EXERCISE AIM
Whenever the word "None" turns up in a line of the data below, copy that line.
LISTED RECORDS section start
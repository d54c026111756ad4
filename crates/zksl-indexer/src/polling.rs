//! Polling discipline: every 20 seconds (and immediately on startup), scans
//! every account owned by the verifier program and reconciles newly
//! observed proof records against their on-ledger signature status.

use chrono::Utc;
use tracing::{info, warn};
use zksl_core::{CommitmentLevel, LedgerPubkey};
use zksl_submit::LedgerClient;

use crate::records::{decode_account, DecodedAccount};
use crate::store::{ProofStore, StoreError};

pub const POLL_INTERVAL_SECS: u64 = 20;

pub async fn run_poll_cycle<L: LedgerClient>(
    store: &ProofStore,
    ledger: &L,
    program_id: &LedgerPubkey,
) -> Result<(), StoreError> {
    let scanned_at = Utc::now();
    let last_seen_slot = store.last_seen_slot().await?;

    let accounts = match ledger.get_program_accounts(program_id).await {
        Ok(accounts) => accounts,
        Err(e) => {
            warn!(error = %e, "polling: failed to fetch program accounts, retrying next cycle");
            return Ok(());
        }
    };

    let mut max_end_slot = last_seen_slot as u64;
    let mut last_signature = None;

    for account in accounts {
        let decoded = match decode_account(&account.data) {
            Ok(decoded) => decoded,
            Err(e) => {
                warn!(error = %e, pubkey = %account.pubkey.to_hex(), "polling: failed to decode account");
                continue;
            }
        };

        match decoded {
            Some(DecodedAccount::Validator(record)) => {
                if let Err(e) = store.upsert_validator(&record).await {
                    warn!(error = %e, "polling: validator upsert failed");
                }
            }
            Some(DecodedAccount::Proof(record)) => {
                if record.end_slot <= last_seen_slot as u64 {
                    continue;
                }

                let signature = match ledger
                    .earliest_signature_for_address(&account.pubkey)
                    .await
                {
                    Ok(sig) => sig,
                    Err(e) => {
                        warn!(error = %e, "polling: failed to resolve signature for proof record");
                        continue;
                    }
                };

                let commitment_level = match &signature {
                    Some(sig) => match ledger.get_signature_status(sig).await {
                        Ok(Some(status)) => status.commitment_level,
                        Ok(None) => CommitmentLevel::Processed,
                        Err(e) => {
                            warn!(error = %e, "polling: failed to query signature status");
                            continue;
                        }
                    },
                    None => CommitmentLevel::Processed,
                };

                let aggregator_pubkey_hex = record.aggregator_pubkey.to_hex();
                store
                    .upsert_proof(
                        &record,
                        &aggregator_pubkey_hex,
                        commitment_level,
                        signature.as_deref(),
                    )
                    .await?;

                max_end_slot = max_end_slot.max(record.end_slot);
                if commitment_level >= CommitmentLevel::Confirmed {
                    last_signature = signature.or(last_signature);
                }
            }
            None => {}
        }
    }

    store
        .advance_cursor(max_end_slot as i64, last_signature.as_deref(), scanned_at)
        .await?;

    info!(last_seen_slot = max_end_slot, "polling: cycle complete");
    Ok(())
}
LISTED RECORDS section end
ANSWER SPACE
    let mut last_signature = None;
                        Ok(None) => CommitmentLevel::Processed,
                    None => CommitmentLevel::Processed,
            None => {}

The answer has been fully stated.